Storage problems endlessly.. Speed and consistency needed

ok, so here is the quick background.

I need to store terabytes and terabytes of sample libraries, sound effects, and other sound files. These need to load fast, and smoothly. I have up to this point, thought I would solve my problem by using 16tb of nvme using 2tb sticks at raid 0 x 4 stuffed into 2 asus pcie cards. Speed is fast, but very inconsistent, and sometimes there is big hang time before the transfer , or file listing , or any interaction with the drive takes place. makes it feel slow, and sketchy. Big transfers / reads can die off in speed pretty quickly. very disappointed.

Screenshot 2024-02-14 091549

Trying to research this I am slowly coming to the conclusion that this is about iOps and the fact that its pseudo consumer level storage.
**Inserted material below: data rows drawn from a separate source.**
fn decode_row(row: &PgRow) -> Result<ProjectionRow, StoreError> {
    let read = |error| map_sqlx_error(error, Operation::ReadProjection);
    Ok(ProjectionRow {
        entity_id: EntityId::try_new(row.try_get::<String, _>("entity_id").map_err(read)?)
            .map_err(|error| decode_error("entity_id", error))?,
        data: row.try_get("data").map_err(read)?,
        sequence: Sequence::new(from_db(
            row.try_get("sequence").map_err(read)?,
            "sequence",
        )?),
        changed_at: row.try_get("changed_at").map_err(read)?,
    })
}

impl ProjectionStore for PostgresStore {
    #[instrument(
        name = "postgres.commit_batch",
        skip_all,
        fields(
            projection = %batch.projection,
            tenant = %batch.tenant,
            statements = batch.statements.len()
        )
    )]
    async fn commit_batch(&self, mut batch: ProjectionBatch) -> Result<BatchCommit, StoreError> {
        let projection = batch.projection.to_string();
        let tenant = batch.tenant.to_string();

        let mut tx = self
            .pool
            .begin()
            .await
            .map_err(|error| map_sqlx_error(error, Operation::BeginTransaction))?;

        // The position row lock serializes commits of the same
        // (projection, tenant) and yields the sequence to check staleness against.
        let current =
            Self::lock_position(&mut tx, &projection, &tenant, batch.advance_to, batch.timestamp)
                .await?;
        if batch.is_stale_against(current) {
            debug!(
                advance_to = ?batch.advance_to,
                replayed_through = ?batch.replayed_through,
                current = %current,
                "[postgres.commit_batch] batch is stale"
            );
            return Ok(BatchCommit::Stale { current });
        }
        batch.skip_committed(current);

        if let Some(target) = batch.advance_to {
            let _ = query(ADVANCE_SQL)
                .bind(&projection)
                .bind(&tenant)
                .bind(to_db(target.into_inner(), "sequence")?)
                .bind(batch.timestamp)
                .execute(&mut *tx)
                .await
                .map_err(|error| map_sqlx_error(error, Operation::CommitBatch))?;
        }

        if !batch.statements.is_empty() {
            self.ensure_table(&mut tx, &batch.projection).await?;
            let table = table_name(&batch.projection);
            for pending in &batch.statements {
                if let Err(error) = apply_statement(&mut tx, &table, &tenant, pending).await {
                    // The table may have been dropped by a reset elsewhere.
                    let _ = self.known_tables.lock().remove(&batch.projection);
                    return Err(error);
                }
            }
        }

        for failure in &batch.failures {
            let _ = query(
                "INSERT INTO iamstore_failed_events AS failed
                     (projection, tenant_id, failed_sequence, failure_count, error_message, last_failed_at)
                 VALUES ($1, $2, $3, 1, $4, $5)
                 ON CONFLICT (projection, tenant_id, failed_sequence) DO UPDATE
                 SET failure_count = failed.failure_count + 1,
                     error_message = EXCLUDED.error_message,
                     last_failed_at = EXCLUDED.last_failed_at",
            )
            .bind(&projection)
            .bind(&tenant)
            .bind(to_db(failure.sequence.into_inner(), "failed_sequence")?)
            .bind(&failure.error_message)
            .bind(batch.timestamp)
            .execute(&mut *tx)
            .await
            .map_err(|error| map_sqlx_error(error, Operation::FailedEvents))?;
        }

        if !batch.resolved.is_empty() {
            let resolved = batch
                .resolved
                .iter()
                .map(|sequence| to_db(sequence.into_inner(), "failed_sequence"))
                .collect::<Result<Vec<_>, _>>()?;
            let _ = query(
                "DELETE FROM iamstore_failed_events
                 WHERE projection = $1 AND tenant_id = $2 AND failed_sequence = ANY($3)",
            )
            .bind(&projection)
            .bind(&tenant)
            .bind(resolved)
            .execute(&mut *tx)
            .await
            .map_err(|error| map_sqlx_error(error, Operation::FailedEvents))?;
        }

        tx.commit()
            .await
            .map_err(|error| map_sqlx_error(error, Operation::CommitTransaction))?;

        if !batch.statements.is_empty() {
            let _ = self.known_tables.lock().insert(batch.projection.clone());
        }
        Ok(BatchCommit::Applied)
    }

    #[instrument(name = "postgres.row", skip(self))]
    async fn row(
        &self,
        projection: &ProjectionName,
        tenant: &TenantId,
        entity_id: &EntityId,
    ) -> Result<Option<ProjectionRow>, StoreError> {
        let sql = format!(
            "SELECT entity_id, data, sequence, changed_at FROM {}
             WHERE tenant_id = $1 AND entity_id = $2",
            table_name(projection)
        );
        match query(&sql)
            .bind(tenant.to_string())
            .bind(entity_id.to_string())
            .fetch_optional(&self.pool)
            .await
        {
            Ok(row) => row.as_ref().map(decode_row).transpose(),
            // Nothing was ever written to this projection.
            Err(error) if has_code(&error, UNDEFINED_TABLE) => Ok(None),
            Err(error) => Err(map_sqlx_error(error, Operation::ReadProjection)),
        }
    }

    #[instrument(name = "postgres.rows", skip(self))]
    async fn rows(
        &self,
        projection: &ProjectionName,
        tenant: &TenantId,
    ) -> Result<Vec<ProjectionRow>, StoreError> {
        let sql = format!(
            "SELECT entity_id, data, sequence, changed_at FROM {}
             WHERE tenant_id = $1 ORDER BY entity_id",
            table_name(projection)
        );
        match query(&sql)
            .bind(tenant.to_string())
            .fetch_all(&self.pool)
            .await
        {
            Ok(rows) => rows.iter().map(decode_row).collect(),
            Err(error) if has_code(&error, UNDEFINED_TABLE) => Ok(Vec::new()),
            Err(error) => Err(map_sqlx_error(error, Operation::ReadProjection)),
        }
    }

    #[instrument(name = "postgres.reset", skip(self))]
    async fn reset(&self, projection: &ProjectionName) -> Result<(), StoreError> {
        let name = projection.to_string();
        let mut tx = self
            .pool
            .begin()
            .await
            .map_err(|error| map_sqlx_error(error, Operation::BeginTransaction))?;

        let drop = format!("DROP TABLE IF EXISTS {}", table_name(projection));
        let _ = query(&drop)
            .execute(&mut *tx)
            .await
            .map_err(|error| map_sqlx_error(error, Operation::ResetProjection))?;
        let _ = query("DELETE FROM iamstore_current_sequences WHERE projection = $1")
            .bind(&name)
            .execute(&mut *tx)
            .await
            .map_err(|error| map_sqlx_error(error, Operation::ResetProjection))?;
        let _ = query("DELETE FROM iamstore_failed_events WHERE projection = $1")
            .bind(&name)
            .execute(&mut *tx)
            .await
            .map_err(|error| map_sqlx_error(error, Operation::ResetProjection))?;

        tx.commit()
            .await
            .map_err(|error| map_sqlx_error(error, Operation::CommitTransaction))?;
        let _ = self.known_tables.lock().remove(projection);

        info!("[postgres.reset] projection dropped");
        Ok(())
    }
}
My research as led me so far to Gen4 Kioxia u.3 solutions or the micron equivalent. A couple of pcie cards to replace the nvme sticks which will then connect two 7.8tb u.3 drives. Is this a real solution? Is there a way to test where bottlenecks are in storage in terms of responsiveness?

Will this be lightening fast for loading the files to RAM, and access and searching the files on these drives? Also, is it likely or possible that the software is actually the bottleneck? Is it a free space issue? Do I have to just assume I will leave X% of the drive empty?

Or maybe there is a better solution?

Lack of free space will lead to fragmentation, which leads to bad performance. Extreme fragmentation can also be a problem on SSDs - though unlikely this is your issue.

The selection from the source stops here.